Segment implements class methods: intersection, union, diff, gap.

print(diar)
seg0 = diar[0]
seg1 = diar[1]

print('intersection 0 and 1: ',Segment.intersection(seg0, seg1))
print('intersection 2 and 3: ', Segment.intersection(diar[2], diar[3]))

print('diff 0 and 1: ',Segment.diff(seg0, seg1))
print('diff 2 and 3: ', Segment.diff(diar[2], diar[3]))

print('union 0 and 1: ',Segment.union(seg0, seg1))
print('union 2 and 3: ', Segment.union(diar[2], diar[3]))
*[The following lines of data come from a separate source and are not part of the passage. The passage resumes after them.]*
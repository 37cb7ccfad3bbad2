//! Controller End-to-End Tests.
//!
//! Drives whole requests through the controller with the unit
//! configuration: one bank, one channel, buffer 4, activate 10, column 5,
//! precharge 10, 8-byte bus, and every clock at the same frequency.
//!
//! With those parameters a cold 64-byte read inserted at cycle 0 runs:
//! selected at 0, ACTIVATE at 1 (ready 11), re-armed at 11, COLUMN at 12
//! (data available 17), bus granted at 17 (8 bus cycles), complete at 25.

use crate::common::harness::{TestContext, unit_config};
use crate::common::mocks::noc::MockNoc;
use memsim_core::DramController;
use memsim_core::common::MemLevel;
use memsim_core::config::SchedulerKind;
use memsim_core::dram::drb::DramState;
use memsim_core::mem::{MemReqKind, MemState, MemoryHierarchy, ReqId};
use memsim_core::noc::MsgKind;
use memsim_core::sim::ReqPool;
use memsim_core::sim::simulator::{L3_NODE, MC_NODE};
use std::sync::Arc;
use std::sync::atomic::{AtomicU64, Ordering};

// ══════════════════════════════════════════════════════════
// 1. Cold read: ACTIVATE + COLUMN + burst
// ══════════════════════════════════════════════════════════

#[test]
fn cold_read_completes_after_activate_column_and_burst() {
    let mut ctx = TestContext::new();
    let req = ctx.insert(0x1000, MemReqKind::Dfetch);

    let (cycle, fill) = ctx.run_until_fill(100);
    assert_eq!(fill, req);
    assert_eq!(cycle, 25);

    assert_eq!(ctx.mc.stats.activates, 1);
    assert_eq!(ctx.mc.stats.columns, 1);
    assert_eq!(ctx.mc.stats.precharges, 0);
    assert_eq!(ctx.mc.stats.bandwidth_bytes, 64);
    assert_eq!(ctx.mc.total_requests(), 0);
    assert_eq!(ctx.mc.stats.latency_sum, 25);
}

#[test]
fn bank_walks_the_command_state_machine() {
    let mut ctx = TestContext::new();
    ctx.insert(0x1000, MemReqKind::Dfetch);
    let row = 0x1000 >> 11;

    // Selected in the first tick.
    ctx.tick();
    assert_eq!(ctx.mc.banks[0].current_state(), Some(DramState::Cmd));

    // ACTIVATE issued in the second tick.
    ctx.tick();
    assert_eq!(ctx.mc.banks[0].current_state(), Some(DramState::CmdWait));
    assert_eq!(ctx.mc.banks[0].open_row, Some(row));
    assert_eq!(ctx.mc.banks[0].bank_ready, Some(11));

    // Re-armed at 11, COLUMN at 12.
    ctx.run(11); // now = 13
    assert_eq!(ctx.mc.banks[0].current_state(), Some(DramState::Data));
    assert_eq!(ctx.mc.banks[0].data_avail, Some(17));

    // Bus granted at 17.
    ctx.run(5); // now = 18
    assert_eq!(ctx.mc.banks[0].current_state(), Some(DramState::DataWait));
    assert_eq!(ctx.mc.banks[0].data_ready, Some(25));

    // Complete at 25: entry recycled, row stays open.
    ctx.run(8); // now = 26
    assert_eq!(ctx.mc.banks[0].current, None);
    assert_eq!(ctx.mc.banks[0].open_row, Some(row));
    assert_eq!(ctx.mc.banks[0].drb.free_len(), 4);
}

#[test]
fn request_lifecycle_states_advance() {
    let mut ctx = TestContext::new();
    let req = ctx.insert(0x1000, MemReqKind::Dfetch);
    assert_eq!(ctx.pool.req(req).state, MemState::DramStart);

    ctx.run(2); // ACTIVATE issued
    assert_eq!(ctx.pool.req(req).state, MemState::DramCmd);

    ctx.run(16); // bus granted at 17
    assert_eq!(ctx.pool.req(req).state, MemState::DramData);

    ctx.run(8); // complete at 25
    assert_eq!(ctx.pool.req(req).state, MemState::DramDone);
}

// ══════════════════════════════════════════════════════════
// 2. Row-buffer locality
// ══════════════════════════════════════════════════════════

#[test]
fn second_read_to_open_row_pays_column_only() {
    let mut ctx = TestContext::new();
    let r1 = ctx.insert(0x1000, MemReqKind::Dfetch);
    ctx.tick();
    let r2 = ctx.insert(0x1040, MemReqKind::Dfetch);

    let (c1, f1) = ctx.run_until_fill(100);
    assert_eq!((c1, f1), (25, r1));

    // Selected at 25, COLUMN at 26 (no ACTIVATE), data at 31, release 39.
    let (c2, f2) = ctx.run_until_fill(100);
    assert_eq!((c2, f2), (39, r2));

    assert_eq!(ctx.mc.stats.activates, 1);
    assert_eq!(ctx.mc.stats.columns, 2);
    assert_eq!(ctx.mc.stats.precharges, 0);
}

#[test]
fn read_to_different_row_pays_precharge_activate_column() {
    let mut ctx = TestContext::new();
    let r1 = ctx.insert(0x0000, MemReqKind::Dfetch);
    ctx.tick();
    let r2 = ctx.insert(0x10_0000, MemReqKind::Dfetch);

    let (c1, f1) = ctx.run_until_fill(100);
    assert_eq!((c1, f1), (25, r1));

    // PRECHARGE at 26 (ready 36), ACTIVATE at 37 (ready 47), COLUMN at 48
    // (data 53), bus 53..61.
    let (c2, f2) = ctx.run_until_fill(100);
    assert_eq!((c2, f2), (61, r2));

    assert_eq!(ctx.mc.stats.precharges, 1);
    assert_eq!(ctx.mc.stats.activates, 2);
    assert_eq!(ctx.mc.stats.columns, 2);
}

// ══════════════════════════════════════════════════════════
// 3. Writebacks
// ══════════════════════════════════════════════════════════

#[test]
fn writeback_retires_internally_without_a_fill() {
    let mut ctx = TestContext::new();
    ctx.insert(0x2000, MemReqKind::Wb);

    assert!(ctx.run_until_idle(100));
    assert_eq!(ctx.mc.total_requests(), 0);
    assert_eq!(ctx.pool.freed, 1);
    assert_eq!(ctx.take_fill(), None);
    // The write still occupied the command machinery and the bus.
    assert_eq!(ctx.mc.stats.activates, 1);
    assert_eq!(ctx.mc.stats.columns, 1);
    assert_eq!(ctx.mc.stats.bandwidth_bytes, 64);
}

// ══════════════════════════════════════════════════════════
// 4. Clock-domain scaling
// ══════════════════════════════════════════════════════════

#[test]
fn gpu_requests_use_the_gpu_latency_scale() {
    let mut cfg = unit_config();
    cfg.clocks.cpu_frequency = 2.0; // CPU latencies double
    cfg.clocks.gpu_frequency = 1.0;

    let mut ctx = TestContext::with_config(cfg.clone());
    let (_, accepted) = ctx.try_insert(TestContext::make_req(0x1000, MemReqKind::Dfetch, true));
    assert!(accepted);
    ctx.run(2);
    assert_eq!(ctx.mc.banks[0].bank_ready, Some(1 + 10), "GPU activate at scale 1");
    let (cycle, _) = ctx.run_until_fill(200);
    assert_eq!(cycle, 25);

    let mut ctx = TestContext::with_config(cfg);
    ctx.insert(0x1000, MemReqKind::Dfetch);
    ctx.run(2);
    assert_eq!(ctx.mc.banks[0].bank_ready, Some(1 + 20), "CPU activate at scale 2");
    // ACTIVATE ready 21, COLUMN at 22 (data 32), 8 DRAM cycles = 16 host.
    let (cycle, _) = ctx.run_until_fill(200);
    assert_eq!(cycle, 48);
}

// ══════════════════════════════════════════════════════════
// 5. Scheduling policy selection
// ══════════════════════════════════════════════════════════

/// Opens row 0, then queues an older row-miss and a younger row-hit while
/// the first request is in flight. Returns the completion order of the two
/// queued requests as (second fill, third fill).
fn contended_fill_order(scheduler: SchedulerKind) -> (ReqId, ReqId, ReqId, ReqId) {
    let mut cfg = unit_config();
    cfg.dram.scheduler = scheduler;
    let mut ctx = TestContext::with_config(cfg);

    let ra = ctx.insert(0x0000, MemReqKind::Dfetch); // row 0
    ctx.run(3); // row 0 now open, rA in flight
    let rb = ctx.insert(0x0800, MemReqKind::Dfetch); // row 1, older
    ctx.tick();
    let ra2 = ctx.insert(0x0040, MemReqKind::Dfetch); // row 0, younger

    let (_, first) = ctx.run_until_fill(500);
    assert_eq!(first, ra);
    let (_, second) = ctx.run_until_fill(500);
    let (_, third) = ctx.run_until_fill(500);
    (rb, ra2, second, third)
}

#[test]
fn frfcfs_prefers_the_younger_row_hit() {
    let (rb, ra2, second, third) = contended_fill_order(SchedulerKind::FrFcfs);
    assert_eq!(second, ra2, "row hit overtakes the older row miss");
    assert_eq!(third, rb);
}

#[test]
fn fcfs_services_strictly_in_arrival_order() {
    let (rb, ra2, second, third) = contended_fill_order(SchedulerKind::Fcfs);
    assert_eq!(second, rb, "arrival order is preserved");
    assert_eq!(third, ra2);
}

// ══════════════════════════════════════════════════════════
// 6. Fill routing
// ══════════════════════════════════════════════════════════

#[test]
fn fill_is_routed_to_the_requests_l3_home_node() {
    let cfg = unit_config();
    let clock = Arc::new(AtomicU64::new(0));
    let mut mc = DramController::new(&cfg, 0, MC_NODE, clock.clone());
    let mut pool = ReqPool::new(L3_NODE);

    let mut req = TestContext::make_req(0x1000, MemReqKind::Dfetch, false);
    req.cache_id[MemLevel::L3.idx()] = 2;
    let id = pool.alloc(req);
    assert!(mc.insert_new_req(id, &mut pool));

    let mut noc = MockNoc::new();
    noc.expect_inbound().return_const(None);
    noc.expect_insert()
        .withf(move |&src, &dst, &kind, &fill| {
            src == MC_NODE && dst == L3_NODE + 2 && kind == MsgKind::Fill && fill == id
        })
        .times(1)
        .return_const(true);

    for _ in 0..40 {
        mc.run_a_cycle(&mut pool, &mut noc);
        clock.fetch_add(1, Ordering::Relaxed);
    }
    assert_eq!(mc.total_requests(), 0);
}
//! Host-side simulation driver.
//!
//! This module provides what a host simulator supplies around the
//! controller: a request pool, a driver that owns the shared clock and
//! retires fills, and a deterministic trace generator for standalone runs.

/// Slab-backed request pool implementing the hierarchy seam.
pub mod pool;

/// Standalone driver owning clock, pool, interconnect, and controller.
pub mod simulator;

/// Deterministic synthetic request generation.
pub mod trace;

pub use pool::ReqPool;
pub use simulator::Simulator;
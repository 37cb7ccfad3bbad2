//! Configuration Unit Tests.
//!
//! Verifies the built-in defaults and JSON deserialization, including the
//! scheduler selector aliases and partial configuration files.

use memsim_core::config::{Config, SchedulerKind};

#[test]
fn defaults_describe_the_reference_controller() {
    let cfg = Config::default();
    assert_eq!(cfg.dram.num_banks % cfg.dram.num_channels, 0);
    assert!(cfg.dram.rowbuffer_size.is_power_of_two());
    assert_eq!(cfg.dram.scheduler, SchedulerKind::FrFcfs);
    assert!(cfg.dram.merge_requests);
    assert!(!cfg.dram.bank_xor_index);
    assert_eq!(cfg.dram.bug_file, "bug_detect_dram.out");
}

#[test]
fn empty_json_equals_defaults() {
    let cfg: Config = serde_json::from_str("{}").unwrap();
    let def = Config::default();
    assert_eq!(cfg.dram.num_banks, def.dram.num_banks);
    assert_eq!(cfg.dram.buffer_size, def.dram.buffer_size);
    assert_eq!(cfg.clocks.cpu_frequency, def.clocks.cpu_frequency);
    assert_eq!(cfg.hierarchy.l3_line_size, def.hierarchy.l3_line_size);
}

#[test]
fn partial_sections_keep_unset_fields_at_defaults() {
    let cfg: Config = serde_json::from_str(
        r#"{ "dram": { "num_banks": 4, "num_channels": 4 } }"#,
    )
    .unwrap();
    assert_eq!(cfg.dram.num_banks, 4);
    assert_eq!(cfg.dram.num_channels, 4);
    assert_eq!(cfg.dram.rowbuffer_size, Config::default().dram.rowbuffer_size);
}

#[test]
fn scheduler_accepts_lowercase_and_alias() {
    let cfg: Config =
        serde_json::from_str(r#"{ "dram": { "scheduler": "fcfs" } }"#).unwrap();
    assert_eq!(cfg.dram.scheduler, SchedulerKind::Fcfs);

    let cfg: Config =
        serde_json::from_str(r#"{ "dram": { "scheduler": "frfcfs" } }"#).unwrap();
    assert_eq!(cfg.dram.scheduler, SchedulerKind::FrFcfs);

    let cfg: Config =
        serde_json::from_str(r#"{ "dram": { "scheduler": "FRFCFS" } }"#).unwrap();
    assert_eq!(cfg.dram.scheduler, SchedulerKind::FrFcfs);
}

#[test]
fn unknown_scheduler_is_rejected() {
    let result =
        serde_json::from_str::<Config>(r#"{ "dram": { "scheduler": "banked" } }"#);
    assert!(result.is_err());
}
//! Configuration system for the memory-controller simulator.
//!
//! This module defines all configuration structures and enums used to
//! parameterize the model. It provides:
//! 1. **Defaults:** Baseline DRAM geometry, timing, and clock constants.
//! 2. **Structures:** Hierarchical config for the controller, clock domains, and hierarchy glue.
//! 3. **Enums:** The request scheduling policy selector.
//!
//! Configuration is supplied as JSON from the host simulator or built with
//! `Config::default()` for the CLI.

use serde::Deserialize;

/// Default configuration constants for the simulator.
///
/// These values define the baseline controller configuration when not
/// explicitly overridden in a JSON configuration file.
mod defaults {
    /// Total number of DRAM banks across the controller.
    pub const NUM_BANKS: usize = 16;

    /// Number of channels; banks are divided evenly across channels.
    pub const NUM_CHANNELS: usize = 2;

    /// Request buffer entries per bank (pending + free).
    pub const BUFFER_SIZE: usize = 32;

    /// Data bus width in bytes per DRAM half-cycle.
    pub const BUS_WIDTH: u64 = 8;

    /// Data rate multiplier applied to the bus width (2 = DDR).
    pub const DDR_FACTOR: u64 = 2;

    /// Row buffer size in bytes; also the column address mask width.
    pub const ROWBUFFER_SIZE: u64 = 2048;

    /// Precharge (row close) latency in DRAM cycles.
    pub const PRECHARGE: u64 = 14;

    /// Activate (row open) latency in DRAM cycles.
    pub const ACTIVATE: u64 = 14;

    /// Column access latency in DRAM cycles.
    pub const COLUMN: u64 = 11;

    /// CPU core clock frequency in GHz.
    pub const CPU_FREQUENCY: f64 = 3.0;

    /// GPU core clock frequency in GHz.
    pub const GPU_FREQUENCY: f64 = 1.5;

    /// DRAM clock frequency in GHz.
    pub const DRAM_FREQUENCY: f64 = 0.8;

    /// Last-level cache line size in bytes; feeds the XOR permutation shift.
    pub const L3_LINE_SIZE: u64 = 64;

    /// Diagnostic file written when the controller stops making progress.
    pub const BUG_FILE: &str = "bug_detect_dram.out";
}

/// Request scheduling policy types.
///
/// Selects how an idle bank picks the next request from its pending buffer.
#[derive(Debug, Clone, Copy, PartialEq, Eq, Default, Deserialize)]
#[serde(rename_all = "lowercase")]
pub enum SchedulerKind {
    /// First-Come First-Served: always the oldest pending request.
    Fcfs,
    /// First-Ready FCFS: demand over prefetch, then row-buffer hits, then age.
    #[default]
    #[serde(alias = "FRFCFS")]
    FrFcfs,
}

/// Root configuration structure containing all simulator settings.
///
/// # Examples
///
/// Deserializing from JSON (typical host-simulator usage):
///
/// ```
/// use memsim_core::config::{Config, SchedulerKind};
///
/// let json = r#"{
///     "dram": {
///         "num_banks": 8,
///         "num_channels": 1,
///         "buffer_size": 16,
///         "scheduler": "fcfs",
///         "bank_xor_index": true
///     },
///     "clocks": {
///         "cpu_frequency": 2.0,
///         "gpu_frequency": 1.0,
///         "dram_frequency": 1.0
///     },
///     "hierarchy": {
///         "l3_line_size": 64
///     }
/// }"#;
///
/// let config: Config = serde_json::from_str(json).unwrap();
/// assert_eq!(config.dram.num_banks, 8);
/// assert_eq!(config.dram.scheduler, SchedulerKind::Fcfs);
/// assert_eq!(config.dram.rowbuffer_size, 2048);
/// ```
#[derive(Debug, Clone, Default, Deserialize)]
pub struct Config {
    /// DRAM controller geometry, timing, and feature knobs.
    #[serde(default)]
    pub dram: DramConfig,
    /// Clock domain frequencies.
    #[serde(default)]
    pub clocks: ClockConfig,
    /// Memory hierarchy glue parameters.
    #[serde(default)]
    pub hierarchy: HierarchyConfig,
}

/// DRAM controller configuration.
///
/// Covers bank/channel geometry, the data bus, DRAM-cycle command latencies,
/// and the controller feature knobs.
#[derive(Debug, Clone, Deserialize)]
pub struct DramConfig {
    /// Total banks across the controller.
    #[serde(default = "DramConfig::default_num_banks")]
    pub num_banks: usize,

    /// Channels; banks are divided evenly across channels.
    #[serde(default = "DramConfig::default_num_channels")]
    pub num_channels: usize,

    /// Request buffer entries per bank.
    #[serde(default = "DramConfig::default_buffer_size")]
    pub buffer_size: usize,

    /// Bus width in bytes per DRAM half-cycle.
    #[serde(default = "DramConfig::default_bus_width")]
    pub bus_width: u64,

    /// Data rate multiplier (2 = DDR).
    #[serde(default = "DramConfig::default_ddr_factor")]
    pub ddr_factor: u64,

    /// Row buffer size in bytes.
    #[serde(default = "DramConfig::default_rowbuffer_size")]
    pub rowbuffer_size: u64,

    /// Precharge latency in DRAM cycles.
    #[serde(default = "DramConfig::default_precharge")]
    pub precharge: u64,

    /// Activate latency in DRAM cycles.
    #[serde(default = "DramConfig::default_activate")]
    pub activate: u64,

    /// Column access latency in DRAM cycles.
    #[serde(default = "DramConfig::default_column")]
    pub column: u64,

    /// Enable permutation-based bank interleaving (XOR bank mapping).
    #[serde(default)]
    pub bank_xor_index: bool,

    /// Enable same-address request coalescing at completion.
    #[serde(default = "DramConfig::default_merge_requests")]
    pub merge_requests: bool,

    /// Request scheduling policy.
    #[serde(default)]
    pub scheduler: SchedulerKind,

    /// Diagnostic dump file written on a starvation abort.
    #[serde(default = "DramConfig::default_bug_file")]
    pub bug_file: String,
}

impl DramConfig {
    /// Returns the default total bank count.
    fn default_num_banks() -> usize {
        defaults::NUM_BANKS
    }

    /// Returns the default channel count.
    fn default_num_channels() -> usize {
        defaults::NUM_CHANNELS
    }

    /// Returns the default per-bank buffer capacity.
    fn default_buffer_size() -> usize {
        defaults::BUFFER_SIZE
    }

    /// Returns the default bus width in bytes.
    fn default_bus_width() -> u64 {
        defaults::BUS_WIDTH
    }

    /// Returns the default data rate multiplier.
    fn default_ddr_factor() -> u64 {
        defaults::DDR_FACTOR
    }

    /// Returns the default row buffer size in bytes.
    fn default_rowbuffer_size() -> u64 {
        defaults::ROWBUFFER_SIZE
    }

    /// Returns the default precharge latency in DRAM cycles.
    fn default_precharge() -> u64 {
        defaults::PRECHARGE
    }

    /// Returns the default activate latency in DRAM cycles.
    fn default_activate() -> u64 {
        defaults::ACTIVATE
    }

    /// Returns the default column access latency in DRAM cycles.
    fn default_column() -> u64 {
        defaults::COLUMN
    }

    /// Merging is on in the reference configuration.
    fn default_merge_requests() -> bool {
        true
    }

    /// Returns the default starvation diagnostic file name.
    fn default_bug_file() -> String {
        defaults::BUG_FILE.to_string()
    }
}

impl Default for DramConfig {
    fn default() -> Self {
        Self {
            num_banks: defaults::NUM_BANKS,
            num_channels: defaults::NUM_CHANNELS,
            buffer_size: defaults::BUFFER_SIZE,
            bus_width: defaults::BUS_WIDTH,
            ddr_factor: defaults::DDR_FACTOR,
            rowbuffer_size: defaults::ROWBUFFER_SIZE,
            precharge: defaults::PRECHARGE,
            activate: defaults::ACTIVATE,
            column: defaults::COLUMN,
            bank_xor_index: false,
            merge_requests: true,
            scheduler: SchedulerKind::default(),
            bug_file: defaults::BUG_FILE.to_string(),
        }
    }
}

/// Clock domain configuration.
///
/// The controller runs on the host (CPU) clock; DRAM-cycle latencies are
/// converted per request into CPU or GPU cycles using these frequencies.
#[derive(Debug, Clone, Deserialize)]
pub struct ClockConfig {
    /// CPU core frequency in GHz.
    #[serde(default = "ClockConfig::default_cpu_frequency")]
    pub cpu_frequency: f64,

    /// GPU core frequency in GHz.
    #[serde(default = "ClockConfig::default_gpu_frequency")]
    pub gpu_frequency: f64,

    /// DRAM frequency in GHz.
    #[serde(default = "ClockConfig::default_dram_frequency")]
    pub dram_frequency: f64,
}

impl ClockConfig {
    /// Returns the default CPU frequency in GHz.
    fn default_cpu_frequency() -> f64 {
        defaults::CPU_FREQUENCY
    }

    /// Returns the default GPU frequency in GHz.
    fn default_gpu_frequency() -> f64 {
        defaults::GPU_FREQUENCY
    }

    /// Returns the default DRAM frequency in GHz.
    fn default_dram_frequency() -> f64 {
        defaults::DRAM_FREQUENCY
    }
}

impl Default for ClockConfig {
    fn default() -> Self {
        Self {
            cpu_frequency: defaults::CPU_FREQUENCY,
            gpu_frequency: defaults::GPU_FREQUENCY,
            dram_frequency: defaults::DRAM_FREQUENCY,
        }
    }
}

/// Memory hierarchy glue configuration.
#[derive(Debug, Clone, Deserialize)]
pub struct HierarchyConfig {
    /// Last-level cache line size in bytes (XOR permutation shift input).
    #[serde(default = "HierarchyConfig::default_l3_line_size")]
    pub l3_line_size: u64,
}

impl HierarchyConfig {
    /// Returns the default L3 line size in bytes.
    fn default_l3_line_size() -> u64 {
        defaults::L3_LINE_SIZE
    }
}

impl Default for HierarchyConfig {
    fn default() -> Self {
        Self {
            l3_line_size: defaults::L3_LINE_SIZE,
        }
    }
}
print('gap 0 and 1: ',Segment.gap(seg0, seg1))
print('gap 2 and 3: ', Segment.gap(diar[2], diar[3]))
[
  attribut definition  : ['show', 'label', 'label_type', 'start', 'stop', 'gender']
  row 0: ['foo', 'name1', 'speaker', 0, 100, 'unk']
  row 1: ['foo', 'name2', 'speaker', 0, 200, 'unk']
  row 2: ['foo', 'name1', 'speaker', 300, 400, 'unk']
  row 3: ['foo', 'name1', 'speaker', 350, 450, 'unk']
  row 4: ['foo', 'name1', 'speaker', 310, 320, 'unk']
  row 5: ['foo', 'name1', 'speaker', 470, 500, 'unk']
]
intersection 0 and 1:  ['foo', 'name1 / name2', 'speaker', 0, 100, 'unk']
intersection 2 and 3:  ['foo', 'name1 / name1', 'speaker', 350, 400, 'unk']
diff 0 and 1:  ([['foo', 'name1', 'speaker', 100, 200, 'unk']], [2])
diff 2 and 3:  ([['foo', 'name1', 'speaker', 300, 350, 'unk'], ['foo', 'name1', 'speaker', 400, 450, 'unk']], [1, 2])
union 0 and 1:  ['foo', 'name1', 'speaker', 0, 200, 'unk']
union 2 and 3:  ['foo', 'name1', 'speaker', 300, 450, 'unk']
gap 0 and 1:  ['foo', 'name1', 'speaker', 100, 0, 'unk']
gap 2 and 3:  ['foo', 'name1', 'speaker', 400, 350, 'unk']